Emily Sutton, raised in the suburbs of Chicago and educated at the University of Missouri, has been loving storms since childhood. The certified broadcast meteorologist and professional storm chaser says, “When I was in the fifth grade, my dad would take me outside right before a summer storm and show me the direction it was moving. I was fascinated.” While in college, she joined the Mizzou Storm Chase team. On her first chase with the team, she saw a tornado in Oklahoma. “The next month,” she says, “I saw five tornados. I was hooked.”
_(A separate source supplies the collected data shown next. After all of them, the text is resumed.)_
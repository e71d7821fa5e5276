//! The `IdentityRecord` type and its fixed-value tags.
//!
//! Records serialize with camelCase keys and store the identifier under
//! `did`:
//!
//! ```json
//! {
//!     "userId": "u1",
//!     "did": "did:key:z6Mk...",
//!     "method": "did:key",
//!     "publicKeyMultibase": "z6Mk...",
//!     "keyType": "Ed25519",
//!     "issuedAt": "2024-05-01T12:00:00.000Z",
//!     "status": "active"
//! }
//! ```

use chrono::{DateTime, Utc};
use serde::{Deserialize, Serialize};

/// Identifier scheme. Only `did:key` is issued.
#[derive(Debug, Clone, Copy, PartialEq, Eq, Hash, Serialize, Deserialize)]
pub enum DidMethod {
    #[serde(rename = "did:key")]
    Key,
}

impl DidMethod {
    /// Return a stable string representation.
    pub fn as_str(&self) -> &'static str {
        match self {
            Self::Key => "did:key",
        }
    }
}

impl std::fmt::Display for DidMethod {
    fn fmt(&self, f: &mut std::fmt::Formatter<'_>) -> std::fmt::Result {
        f.write_str(self.as_str())
    }
}

/// Signature algorithm of the identity key.
#[derive(Debug, Clone, Copy, PartialEq, Eq, Hash, Serialize, Deserialize)]
pub enum KeyType {
    Ed25519,
}

impl KeyType {
    /// Return a stable string representation.
    pub fn as_str(&self) -> &'static str {
        match self {
            Self::Ed25519 => "Ed25519",
        }
    }
}

impl std::fmt::Display for KeyType {
    fn fmt(&self, f: &mut std::fmt::Formatter<'_>) -> std::fmt::Result {
        f.write_str(self.as_str())
    }
}

/// Lifecycle status of a record.
#[derive(Debug, Clone, Copy, PartialEq, Eq, Hash, Serialize, Deserialize)]
#[serde(rename_all = "lowercase")]
pub enum IdentityStatus {
    Active,
    Rotated,
    /// Reserved. Never assigned by this crate.
    Revoked,
}

impl IdentityStatus {
    /// Return a stable string representation.
    pub fn as_str(&self) -> &'static str {
        match self {
            Self::Active => "active",
            Self::Rotated => "rotated",
            Self::Revoked => "revoked",
        }
    }
}

impl std::fmt::Display for IdentityStatus {
    fn fmt(&self, f: &mut std::fmt::Formatter<'_>) -> std::fmt::Result {
        f.write_str(self.as_str())
    }
}

/// One issued public identity. Contains no secret material.
#[derive(Debug, Clone, PartialEq, Eq, Serialize, Deserialize)]
#[serde(rename_all = "camelCase")]
pub struct IdentityRecord {
    pub user_id: String,
    #[serde(rename = "did")]
    pub identifier: String,
    pub method: DidMethod,
    pub public_key_multibase: String,
    pub key_type: KeyType,
    #[serde(with = "crate::time::iso8601_millis")]
    pub issued_at: DateTime<Utc>,
    pub status: IdentityStatus,
}

impl IdentityRecord {
    /// Build a new active Ed25519 `did:key` record.
    pub fn new_active(
        user_id: impl Into<String>,
        identifier: impl Into<String>,
        public_key_multibase: impl Into<String>,
        issued_at: DateTime<Utc>,
    ) -> Self {
        Self {
            user_id: user_id.into(),
            identifier: identifier.into(),
            method: DidMethod::Key,
            public_key_multibase: public_key_multibase.into(),
            key_type: KeyType::Ed25519,
            issued_at,
            status: IdentityStatus::Active,
        }
    }

    /// Whether this record is the user's current identity.
    pub fn is_active(&self) -> bool {
        self.status == IdentityStatus::Active
    }

    /// `issued_at` formatted as ISO-8601.
    pub fn issued_at_iso8601(&self) -> String {
        crate::time::to_iso8601(&self.issued_at)
    }
}
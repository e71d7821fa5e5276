//! Vault persistence. Holds the current secret key for each user.
//!
//! Kept in a separate file from the identity ledger. Secrets are stored
//! base64-encoded and the file is owner-only on Unix.
//!
//! File format:
//! ```json
//! {
//!     "version": 1,
//!     "entries": [ { "userId": "u1", "privateKeyB64": "<base64-64-bytes>" } ]
//! }
//! ```

use std::path::{Path, PathBuf};
use std::sync::RwLock;

use serde::{Deserialize, Serialize};
use zeroize::{Zeroize, ZeroizeOnDrop, Zeroizing};

use super::{lock_path_for, lock_poisoned, read_optional, write_atomic, FileLock, VaultStore};
use crate::error::{IssuerError, Result};

// ── File format constants ─────────────────────────────────────────────────────

const VAULT_FILE_VERSION: u32 = 1;

// ── On-disk structures ────────────────────────────────────────────────────────

/// Wrapper written to disk for the vault.
#[derive(Serialize, Deserialize)]
struct VaultFile {
    /// Format version number.
    version: u32,
    /// One entry per user.
    entries: Vec<VaultEntry>,
}

/// A user's current secret key. Wiped from memory on drop.
#[derive(Serialize, Deserialize, Zeroize, ZeroizeOnDrop)]
#[serde(rename_all = "camelCase")]
struct VaultEntry {
    user_id: String,
    private_key_b64: String,
}

// ── FileVaultStore ────────────────────────────────────────────────────────────

/// Filesystem-backed vault. Same locking discipline as the identity ledger.
#[derive(Debug)]
pub struct FileVaultStore {
    path: PathBuf,
    lock_path: PathBuf,
    lock: RwLock<()>,
}

impl FileVaultStore {
    /// Create a vault backed by the file at `path`.
    ///
    /// # Errors
    ///
    /// Returns `IssuerError::StorageUnavailable` if the parent directory
    /// cannot be created.
    pub fn new(path: impl Into<PathBuf>) -> Result<Self> {
        let path = path.into();
        if let Some(parent) = path.parent() {
            if !parent.as_os_str().is_empty() {
                std::fs::create_dir_all(parent)?;
            }
        }
        Ok(Self {
            lock_path: lock_path_for(&path),
            path,
            lock: RwLock::new(()),
        })
    }

    /// Path of the vault file.
    pub fn path(&self) -> &Path {
        &self.path
    }

    fn load_all(&self) -> Result<Vec<VaultEntry>> {
        let Some(bytes) = read_optional(&self.path)? else {
            return Ok(Vec::new());
        };
        let bytes = Zeroizing::new(bytes);
        // Parse errors are reported without the offending input.
        let file: VaultFile = serde_json::from_slice(&bytes).map_err(|e| {
            IssuerError::StorageUnavailable(format!(
                "failed to parse vault {} at line {}",
                self.path.display(),
                e.line()
            ))
        })?;
        if file.version != VAULT_FILE_VERSION {
            return Err(IssuerError::StorageUnavailable(format!(
                "unsupported vault version {} in {}",
                file.version,
                self.path.display()
            )));
        }
        Ok(file.entries)
    }
}

impl VaultStore for FileVaultStore {
    fn upsert(&self, user_id: &str, secret_key: &[u8]) -> Result<()> {
        let _guard = self.lock.write().map_err(|_| lock_poisoned("vault"))?;
        let _file_lock = FileLock::exclusive(&self.lock_path)?;
        let mut entries = self.load_all()?;

        let entry = VaultEntry {
            user_id: user_id.to_string(),
            private_key_b64: base64::Engine::encode(
                &base64::engine::general_purpose::STANDARD,
                secret_key,
            ),
        };
        match entries.iter().position(|e| e.user_id == user_id) {
            Some(idx) => entries[idx] = entry,
            None => entries.push(entry),
        }

        let file = VaultFile {
            version: VAULT_FILE_VERSION,
            entries,
        };
        let json = serde_json::to_vec_pretty(&file)
            .map(Zeroizing::new)
            .map_err(|_| {
                IssuerError::StorageUnavailable("failed to serialize vault".to_string())
            })?;
        write_atomic(&self.path, &json, true)?;
        log::debug!("vault {}: stored key for user {user_id}", self.path.display());
        Ok(())
    }

    fn contains(&self, user_id: &str) -> Result<bool> {
        let _guard = self.lock.read().map_err(|_| lock_poisoned("vault"))?;
        Ok(self.load_all()?.iter().any(|e| e.user_id == user_id))
    }
}

// ── Tests ─────────────────────────────────────────────────────────────────────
Sutton joined the KFOR-TV 4Warn Storm Team in Oklahoma City in 2009. On Christmas Eve, just a few weeks into the job, she found herself covering the city’s largest blizzard on record. Fast forward to 2013, and she was on the tail of El Reno, an intense 2.6 mile-wide tornado with winds gusting over 300 miles per hour. Sutton’s bravery in the face of America’s fiercest weather events has landed her cameos on CNN, MSNBC, and the Weather Channel, plus features in the New York Times Magazine and Popular Mechanics. But ask Sutton, now 12 years into the weathercasting business, and she’ll tell you she’s just getting started.

Gets fired up about big weather events.

I get stoked about any severe weather or out-of-the-ordinary event, like if we have a freak warm weather day or freak winter storm. Tornadoes are my favorite. I don’t want anyone to get hurt, but it’s what I’m passionate about.

Ends up waiting, sometimes.

During tornado season, we’re at Mother Nature’s mercy and completely on call. Several days out, we can pinpoint where the bad weather will be. Then our chief schedules the storm chasers and meteorologists. If I know I’m going to storm chase, I’ll work my full morning shift, take an hour nap, then look at the forecast. The chief gives us our target spot—you want to be in place before the storm hits—and I head out with my storm chase partner in our station’s SUV, usually to the middle of nowhere. You have to wait for storms to bubble up. We track the latest updates from the National Weather Service on a laptop in the car. Sometimes you’re sitting there forever only to find out that you’re in the wrong spot.

In “normal” weather, starts her day at 2:15 a.m.

I’m the weekday morning meteorologist, so I get up around 2:15 a.m., drink my coffee, and go to the station. I put on makeup, do some forecasting, and then start on TV at 4 a.m. I film a weather hit for TV every five to ten minutes and do a weather report. At 7, I do a morning show for our sister station. Most of the week I get home around 9:30 a.m. I go to sleep at 7 p.m.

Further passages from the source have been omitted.